## Task brief
Copy out the lines of the records below, and only those lines, from the one with "retry can resolve." through the one with "fn from(err: reqwest::Error)", exactly as they appear.

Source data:

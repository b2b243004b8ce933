//! Error types for adapters.

use thiserror::Error;

/// Errors that can occur when collecting telemetry from adapters.
#[derive(Debug, Error)]
pub enum AdapterError {
    /// HTTP request failed.
    #[error("HTTP request failed: {0}")]
    Http(String),

    /// Failed to parse a payload (malformed or misaligned response).
    #[error("Failed to parse response: {0}")]
    Parse(String),

    /// Authentication failed.
    #[error("Authentication failed: {0}")]
    Auth(String),

    /// Connection failed.
    #[error("Connection failed: {0}")]
    Connection(String),

    /// Timeout waiting for response.
    #[error("Request timed out")]
    Timeout,

    /// Missing or invalid configuration. Terminal for the adapter: the
    /// next poll tick will not fix it, so callers should not retry.
    #[error("Configuration error: {0}")]
    Config(String),
}

impl AdapterError {
    /// True for errors that no retry can resolve.
    pub fn is_terminal(&self) -> bool {
        matches!(self, AdapterError::Config(_))
    }
}

impl From<reqwest::Error> for AdapterError {
    fn from(err: reqwest::Error) -> Self {
        if err.is_timeout() {
            AdapterError::Timeout
        } else if err.is_connect() {
            AdapterError::Connection(err.to_string())
        } else {
            AdapterError::Http(err.to_string())
        }
    }
}
//! Human duration parsing.
//!
//! Ages printed by `kubectl` and `docker` look like `3d`, `25m`, `3d4h` or
//! `2y45d`. A duration is a sequence of `<number><unit>` pairs; numbers may
//! have a fractional part and a bare `0` is accepted on its own.
//!
//! | Unit | Meaning |
//! |------|---------|
//! | `ns` | nanoseconds |
//! | `us`, `µs` | microseconds |
//! | `ms` | milliseconds |
//! | `s` | seconds |
//! | `m` | minutes |
//! | `h` | hours |
//! | `d` | days |
//! | `w` | weeks |
//! | `y` | 365 days |

use std::time::Duration;

use crate::error::{ExprError, Result};

const NANOSECOND: u128 = 1;
const MICROSECOND: u128 = 1_000 * NANOSECOND;
const MILLISECOND: u128 = 1_000 * MICROSECOND;
const SECOND: u128 = 1_000 * MILLISECOND;
const MINUTE: u128 = 60 * SECOND;
const HOUR: u128 = 60 * MINUTE;
const DAY: u128 = 24 * HOUR;
const WEEK: u128 = 7 * DAY;
const YEAR: u128 = 365 * DAY;

fn unit_nanos(unit: &str) -> Option<u128> {
    let nanos = match unit {
        "ns" => NANOSECOND,
        "us" | "µs" | "μs" => MICROSECOND,
        "ms" => MILLISECOND,
        "s" => SECOND,
        "m" => MINUTE,
        "h" => HOUR,
        "d" => DAY,
        "w" => WEEK,
        "y" => YEAR,
        _ => return None,
    };
    Some(nanos)
}

/// Parses a human duration such as `1h30m`, `3d` or `2w`.
///
/// # Example
///
/// ```
/// use std::time::Duration;
/// use tabloid_expr::parse_duration;
///
/// assert_eq!(parse_duration("1h30m").unwrap(), Duration::from_secs(90 * 60));
/// assert_eq!(parse_duration("2w").unwrap(), Duration::from_secs(14 * 24 * 3600));
/// assert!(parse_duration("10").is_err());
/// ```
pub fn parse_duration(input: &str) -> Result<Duration> {
    let text = input.trim();
    let text = text.strip_prefix('+').unwrap_or(text);

    if text == "0" {
        return Ok(Duration::ZERO);
    }
    if text.is_empty() {
        return Err(ExprError::duration(input, "empty duration"));
    }
    if text.starts_with('-') {
        return Err(ExprError::duration(input, "negative durations are not supported"));
    }

    let mut total: u128 = 0;
    let mut rest = text;

    while !rest.is_empty() {
        let number_len = rest
            .find(|c: char| !(c.is_ascii_digit() || c == '.'))
            .unwrap_or(rest.len());
        let (number, tail) = rest.split_at(number_len);
        if number.is_empty() || number == "." || number.matches('.').count() > 1 {
            return Err(ExprError::duration(input, format!("invalid number in {rest:?}")));
        }

        let unit_len = tail
            .find(|c: char| c.is_ascii_digit() || c == '.')
            .unwrap_or(tail.len());
        let (unit, tail) = tail.split_at(unit_len);
        if unit.is_empty() {
            return Err(ExprError::duration(input, format!("missing unit after {number:?}")));
        }
        let scale = unit_nanos(unit)
            .ok_or_else(|| ExprError::duration(input, format!("unknown unit {unit:?}")))?;

        let (whole, fraction) = number.split_once('.').unwrap_or((number, ""));
        let whole: u128 = if whole.is_empty() {
            0
        } else {
            whole
                .parse()
                .map_err(|_| ExprError::duration(input, "duration out of range"))?
        };
        let mut nanos = whole
            .checked_mul(scale)
            .ok_or_else(|| ExprError::duration(input, "duration out of range"))?;
        if !fraction.is_empty() {
            let fraction: f64 = format!("0.{fraction}")
                .parse()
                .map_err(|_| ExprError::duration(input, format!("invalid number {number:?}")))?;
            nanos = nanos
                .checked_add((fraction * scale as f64) as u128)
                .ok_or_else(|| ExprError::duration(input, "duration out of range"))?;
        }

        total = total
            .checked_add(nanos)
            .ok_or_else(|| ExprError::duration(input, "duration out of range"))?;
        rest = tail;
    }

    let total = u64::try_from(total).map_err(|_| ExprError::duration(input, "duration out of range"))?;
    Ok(Duration::from_nanos(total))
}
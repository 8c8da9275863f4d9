//! Column selection and reordering.

use crate::column::{Column, Table};
use crate::error::{Result, TabloidError};

/// Selects `names` from `table`, in the requested order.
///
/// Each name is matched against, in order of precedence, the exact title,
/// the title ignoring case, and the normalized key; the first column that
/// matches wins. An empty request returns every column in its original
/// order. Values are shared with `table`, not copied.
///
/// # Errors
///
/// [`TabloidError::ColumnNotFound`] if a name matches no column.
///
/// # Example
///
/// ```
/// use tabloid::{project, segment_header};
///
/// let table = segment_header("NAME   STATUS    RESTARTS").unwrap();
/// let table = project(&table, &["status", "NAME"]).unwrap();
/// assert_eq!(table.titles(), vec!["STATUS", "NAME"]);
/// ```
pub fn project<S: AsRef<str>>(table: &Table, names: &[S]) -> Result<Table> {
    if names.is_empty() {
        return Ok(table.clone());
    }

    let columns = names
        .iter()
        .map(|name| {
            let name = name.as_ref();
            find_column(table.columns(), name)
                .cloned()
                .ok_or_else(|| TabloidError::ColumnNotFound {
                    name: name.to_string(),
                })
        })
        .collect::<Result<Vec<_>>>()?;

    log::debug!(
        "selected columns: {:?}",
        columns.iter().map(|c| c.title.as_str()).collect::<Vec<_>>()
    );
    Ok(Table::new(columns))
}

fn find_column<'a>(columns: &'a [Column], name: &str) -> Option<&'a Column> {
    let lowered = name.to_lowercase();
    columns
        .iter()
        .find(|c| c.title == name)
        .or_else(|| columns.iter().find(|c| c.title.to_lowercase() == lowered))
        .or_else(|| columns.iter().find(|c| c.key == name))
}
//! The expression evaluator capability used by [`filter`](crate::filter).
//!
//! The filter does not know any expression language. It hands each row to an
//! [`Evaluator`] and keeps the row when the result is `true`. Backends decide
//! the grammar and which helper functions are visible inside expressions.

use std::fmt;

use crate::column::Row;
use crate::error::EvaluationError;

/// Result of evaluating an expression against a row.
#[derive(Debug, Clone, PartialEq)]
pub enum Value {
    Bool(bool),
    Number(f64),
    String(String),
}

impl Value {
    /// Name of the value's type, for error messages.
    pub fn type_name(&self) -> &'static str {
        match self {
            Value::Bool(_) => "bool",
            Value::Number(_) => "number",
            Value::String(_) => "string",
        }
    }

    /// Extracts the boolean, if this is one.
    pub fn as_bool(&self) -> Option<bool> {
        match self {
            Value::Bool(b) => Some(*b),
            _ => None,
        }
    }

    /// Extracts the string, if this is one.
    pub fn as_str(&self) -> Option<&str> {
        match self {
            Value::String(s) => Some(s),
            _ => None,
        }
    }

    /// Extracts the number, if this is one.
    pub fn as_number(&self) -> Option<f64> {
        match self {
            Value::Number(n) => Some(*n),
            _ => None,
        }
    }
}

impl fmt::Display for Value {
    fn fmt(&self, f: &mut fmt::Formatter<'_>) -> fmt::Result {
        match self {
            Value::Bool(b) => write!(f, "{b}"),
            Value::Number(n) => write!(f, "{n}"),
            Value::String(s) => write!(f, "{s:?}"),
        }
    }
}

impl From<bool> for Value {
    fn from(b: bool) -> Self {
        Value::Bool(b)
    }
}

impl From<f64> for Value {
    fn from(n: f64) -> Self {
        Value::Number(n)
    }
}

impl From<&str> for Value {
    fn from(s: &str) -> Self {
        Value::String(s.to_string())
    }
}

impl From<String> for Value {
    fn from(s: String) -> Self {
        Value::String(s)
    }
}

/// Compiles and evaluates filter expressions against rows.
///
/// An expression is compiled once per [`filter`](crate::filter) call, so
/// syntax errors surface before any row is evaluated, and the compiled
/// program is then run against every row.
///
/// # Example
///
/// ```
/// use tabloid::{EvaluationError, Evaluator, Row, Value};
///
/// /// Keeps rows whose `status` column equals the expression text.
/// struct StatusIs;
///
/// impl Evaluator for StatusIs {
///     type Program = String;
///
///     fn compile(&self, expression: &str) -> Result<String, EvaluationError> {
///         Ok(expression.to_string())
///     }
///
///     fn evaluate(&self, program: &String, row: &Row<'_>) -> Result<Value, EvaluationError> {
///         let status = row
///             .get("status")
///             .ok_or_else(|| EvaluationError::new("no status column"))?;
///         Ok(Value::Bool(status == program))
///     }
/// }
/// ```
pub trait Evaluator {
    /// Compiled form of an expression.
    type Program;

    /// Parses and checks an expression.
    fn compile(&self, expression: &str) -> Result<Self::Program, EvaluationError>;

    /// Runs a compiled expression with the row's values as its variables.
    fn evaluate(&self, program: &Self::Program, row: &Row<'_>) -> Result<Value, EvaluationError>;
}

impl<E: Evaluator + ?Sized> Evaluator for &E {
    type Program = E::Program;

    fn compile(&self, expression: &str) -> Result<Self::Program, EvaluationError> {
        (**self).compile(expression)
    }

    fn evaluate(&self, program: &Self::Program, row: &Row<'_>) -> Result<Value, EvaluationError> {
        (**self).evaluate(program, row)
    }
}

## Task solution
    /// True for errors that no retry can resolve.
    pub fn is_terminal(&self) -> bool {
        matches!(self, AdapterError::Config(_))
    }
}

impl From<reqwest::Error> for AdapterError {
    fn from(err: reqwest::Error) -> Self {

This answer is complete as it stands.